Rosyjscy naukowcy zidentyfikowali katastrofę ekologiczną na Elbrusie, która przez dziesięciolecia pozostawała niezauważona

Rosyjscy naukowcy odkryli ukrytą katastrofę na Elbrusie
Rosyjscy naukowcy z RUDN, Uniwersytetu Państwowego w Petersburgu i innych organizacji naukowych zidentyfikowali ukrytą ekologiczną degradację wulkanu Elbrus na dużą skalę, najwyższego szczytu górskiego w Europie. Wyniki badania opublikowano w czasopiśmie Springer Socio-Ecological Practice Research DOI .

baner testowy pod obrazkiem tytułowym
Jak donosi MK rosyjskie Ministerstwo Edukacji i Nauki, podczas międzynarodowej ekspedycji naukowcy odkryli, że w ciągu ostatnich 200 lat krajobraz północnych stoków Elbrusa zmienił się dramatycznie z powodu antropogenicznego wpływu. Doszli do wniosku, że Elbrus cierpi na tzw. syndrom przesuwającej się linii bazowej.
„Syndrom „przesunięcia stanu bazowego” to zjawisko, w którym każde nowe pokolenie postrzega obecny stan przyrody jako normę, nie zauważając stopniowej degradacji” – wyjaśnia Jarosław Lebiediew, starszy wykładowca w Katedrze Racjonalnego Zarządzania Przyrodą w Instytucie Ekologii RUDN.
Porównaliśmy współczesne dane z zapisami pierwszej wyprawy na Elbrus w 1829 r. pod przewodnictwem Gieorgija Arseniewicza Emmanuela i odkryliśmy, że niegdyś bogate łąki z wysoką trawą i roślinnością drzewiastą zamieniły się w „trawnik” z rzadkimi krzewami i oznakami pustynnienia. Erozja gleby i niszczenie brzegów rzek nasiliły się, a bioróżnorodność gwałtownie spadła”.
Naukowcy przeprowadzili obserwacje terenowe, oceniając stan roślinności, gleb i zbiorników wodnych (w trudno dostępnych miejscach, używając dronów i sondy stratosferycznej). Następnie porównali dane historyczne z raportami z XIX wieku, przeprowadzili wywiady z turystami i przeanalizowali publikacje, aby zidentyfikować postrzeganie problemów środowiskowych przez opinię publiczną.

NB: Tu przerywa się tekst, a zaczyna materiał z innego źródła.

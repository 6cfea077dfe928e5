//! Browser-automation seam.
//!
//! The crawl only needs a handful of operations from the browser: load a URL,
//! list the elements matching a query, and click or read one of them. Element
//! handles are only valid until the next navigation, so callers must query
//! again after every click instead of keeping handles around.

pub mod webdriver;

use crate::config::WaitConfig;
use crate::error::{MirrorError, Result};
use crate::session::CookieRecord;
use serde::{Deserialize, Serialize};
use std::fmt;
use tokio::time::{Instant, sleep};

/// Query for elements whose class attribute begins with a prefix
#[derive(Debug, Clone, PartialEq, Eq, Serialize, Deserialize)]
pub struct ClassSelector {
    /// Element tag name
    pub tag: String,

    /// Leading part of the class attribute
    pub class_prefix: String,
}

impl ClassSelector {
    pub fn new(tag: &str, class_prefix: &str) -> Self {
        Self {
            tag: tag.to_string(),
            class_prefix: class_prefix.to_string(),
        }
    }

    /// CSS form of the query
    pub fn css(&self) -> String {
        format!(r#"{}[class^="{}"]"#, self.tag, self.class_prefix)
    }
}

impl fmt::Display for ClassSelector {
    fn fmt(&self, f: &mut fmt::Formatter<'_>) -> fmt::Result {
        f.write_str(&self.css())
    }
}

/// A live element of the current page
#[allow(async_fn_in_trait)]
pub trait PageElement {
    /// Rendered text of the element
    async fn text(&self) -> Result<String>;

    /// Click the element; this may navigate and invalidate every handle
    async fn click(&self) -> Result<()>;

    /// Markup inside the element
    async fn inner_html(&self) -> Result<String>;
}

/// A browser session driving the site
#[allow(async_fn_in_trait)]
pub trait Browser {
    type Element: PageElement;

    /// Load a URL in the current window
    async fn navigate(&self, url: &str) -> Result<()>;

    /// URL of the page currently shown
    async fn current_url(&self) -> Result<String>;

    /// All elements matching the query, in document order
    async fn find_all(&self, selector: &ClassSelector) -> Result<Vec<Self::Element>>;

    /// Install a cookie for the current domain.
    ///
    /// Fails with `MirrorError::DomainMismatch` when the cookie belongs to
    /// another domain.
    async fn add_cookie(&self, cookie: &CookieRecord) -> Result<()>;

    /// End the session
    async fn close(self) -> Result<()>;
}

/// Poll until at least one element matches the query.
///
/// Queries every `poll_interval` and gives up with `NavigationTimeout` once
/// `timeout` has elapsed. Dropping the returned future cancels the wait.
pub async fn wait_for_elements<B: Browser>(
    browser: &B,
    selector: &ClassSelector,
    wait: &WaitConfig,
) -> Result<Vec<B::Element>> {
    let started = Instant::now();
    let timeout = wait.timeout();
    let mut polls = 0u32;

    loop {
        let found = browser.find_all(selector).await?;
        polls += 1;
        if !found.is_empty() {
            ::log::trace!("{} ready after {} polls", selector, polls);
            return Ok(found);
        }

        let waited = started.elapsed();
        if waited >= timeout {
            ::log::warn!("Gave up waiting for {} after {:?}", selector, waited);
            return Err(MirrorError::NavigationTimeout {
                selector: selector.to_string(),
                waited,
            });
        }
        sleep(wait.poll_interval().min(timeout - waited)).await;
    }
}

/// The view shown before a click: one element of it and its markup
pub struct ViewMarker<E> {
    element: E,
    html: String,
}

/// Remember the current view by its first `selector` match.
///
/// Returns `None` when nothing matches, or when the match is already going
/// away, since there is then no old view to wait out.
pub async fn mark_view<B: Browser>(
    browser: &B,
    selector: &ClassSelector,
) -> Result<Option<ViewMarker<B::Element>>> {
    let Some(element) = browser.find_all(selector).await?.into_iter().next() else {
        return Ok(None);
    };
    match element.inner_html().await {
        Ok(html) => Ok(Some(ViewMarker { element, html })),
        Err(MirrorError::StaleElement { .. }) => Ok(None),
        Err(e) => Err(e),
    }
}

/// Poll until the marked view has been replaced.
///
/// The view is gone once its element is stale or shows different markup.
/// Until then, every query still sees the previous view, so this must
/// finish before the next level's lists are read.
pub async fn wait_for_departure<E: PageElement>(
    marker: &ViewMarker<E>,
    selector: &ClassSelector,
    wait: &WaitConfig,
) -> Result<()> {
    let started = Instant::now();
    let timeout = wait.timeout();

    loop {
        match marker.element.inner_html().await {
            Err(MirrorError::StaleElement { .. }) => return Ok(()),
            Err(e) => return Err(e),
            Ok(html) if html != marker.html => return Ok(()),
            Ok(_) => {}
        }

        let waited = started.elapsed();
        if waited >= timeout {
            ::log::warn!("{} still shows the previous view after {:?}", selector, waited);
            return Err(MirrorError::NavigationTimeout {
                selector: selector.to_string(),
                waited,
            });
        }
        sleep(wait.poll_interval().min(timeout - waited)).await;
    }
}
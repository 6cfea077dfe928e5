use crate::error::{MirrorError, Result};
use crate::fetch::Fetcher;
use crate::utils::image_filename;
use regex::Regex;
use std::path::Path;
use std::sync::LazyLock;
use url::Url;

// First-level `<img ...>` opening up to the quoted src value
static IMG_SRC: LazyLock<Regex> =
    LazyLock::new(|| Regex::new(r#"<\s*img [^>]*src="([^"]+)"#).expect("static regex"));

/// An embedded image and the file it is saved to
#[derive(Debug, Clone, PartialEq, Eq)]
pub struct ImageReference {
    pub source_url: String,
    pub local_filename: String,
}

/// Finds every `<img>` source in an HTML fragment, in document order
pub fn find_images(html: &str) -> Vec<ImageReference> {
    IMG_SRC
        .captures_iter(html)
        .map(|caps| {
            let src = &caps[1];
            ImageReference {
                source_url: src.to_string(),
                local_filename: image_filename(src),
            }
        })
        .collect()
}

/// Downloads the images of a page and points the markup at the local copies
pub struct ImageRewriter<'a, F> {
    fetcher: &'a F,
    base_url: Option<Url>,
}

impl<'a, F: Fetcher> ImageRewriter<'a, F> {
    pub fn new(fetcher: &'a F) -> Self {
        Self {
            fetcher,
            base_url: None,
        }
    }

    /// Resolve relative image sources against this URL before downloading
    pub fn with_base_url(mut self, base_url: Option<Url>) -> Self {
        self.base_url = base_url;
        self
    }

    fn download_url(&self, src: &str) -> String {
        match &self.base_url {
            Some(base) => base
                .join(src)
                .map(|u| u.to_string())
                .unwrap_or_else(|_| src.to_string()),
            None => src.to_string(),
        }
    }

    /// Download every image of `html` into `target_dir` and return the
    /// markup with each `src` pointing at the downloaded file.
    ///
    /// Every match is fetched and written, duplicates included; a later image
    /// whose file name collides with an earlier one overwrites it. Only the
    /// URL inside the quotes is replaced, the closing quote is kept.
    pub async fn rewrite(&self, html: &str, target_dir: &Path) -> Result<String> {
        let mut out = String::with_capacity(html.len());
        let mut last = 0;

        for caps in IMG_SRC.captures_iter(html) {
            let (Some(tag), Some(src)) = (caps.get(0), caps.get(1)) else {
                continue;
            };
            let local_filename = image_filename(src.as_str());

            let url = self.download_url(src.as_str());
            let bytes = self.fetcher.get(&url).await?;
            let path = target_dir.join(&local_filename);
            tokio::fs::write(&path, &bytes)
                .await
                .map_err(|e| MirrorError::filesystem(&path, e))?;
            ::log::debug!("Saved image {} as {}", url, path.display());

            // `src="` sits right before the captured URL
            let attr_start = src.start() - r#"src=""#.len();
            out.push_str(&html[last..attr_start]);
            out.push_str(r#"src=""#);
            out.push_str(&local_filename);
            last = tag.end();
        }

        out.push_str(&html[last..]);
        Ok(out)
    }
}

Wyprawa pomogła wyjaśnić główne przyczyny degradacji ekosystemów północnego stoku Elbrusa. Po pierwsze, jest to nadmierny wypas — niekontrolowany wypas zwierząt domowych, który prowadzi do utraty zbiorowisk roślinnych i późniejszej erozji gleby. Po drugie, jest to wylesianie, które pozbawia ekosystem stabilności i prowadzi do jego przekształcenia. Po trzecie, jest to nadmierna presja antropogeniczna — masowa turystyka i aktywny rozwój infrastruktury turystycznej. Po czwarte, jest to zmiana klimatu, wyrażająca się w topnieniu lodowców, która wywołuje erozję gleby. Zniszczeniu uległo 35 procent badanego terytorium o powierzchni 3500 hektarów, łąki zamieniono w „trawniki” (czyli wysokość roślinności trawiastej zmniejszyła się z 1-2 metrów do 10-30 centymetrów), zanikły krzewy.
„Na przykład, jeśli w XIX wieku na stokach Elbrusa żyły jelenie, niedźwiedzie i sarny, to dziś można tu spotkać tylko kilka gatunków ptaków i małych ssaków, takich jak górskie wiewiórki ziemne, które przystosowały się do życia obok ludzi” – mówi kierownik wyprawy, starszy badacz w Instytucie Fizjologii Roślin im. Timiriaziewa Rosyjskiej Akademii Nauk Anton Jurmanow. Z gatunków zagrożonych naukowcy odnotowali tylko jeden – jaszczurkę alpejską.
Naukowcy uważają, że jednym z poważnych problemów jest brak skutecznych działań ochrony środowiska, ukierunkowanych na odbudowę ekosystemów lub ograniczenie wypasu.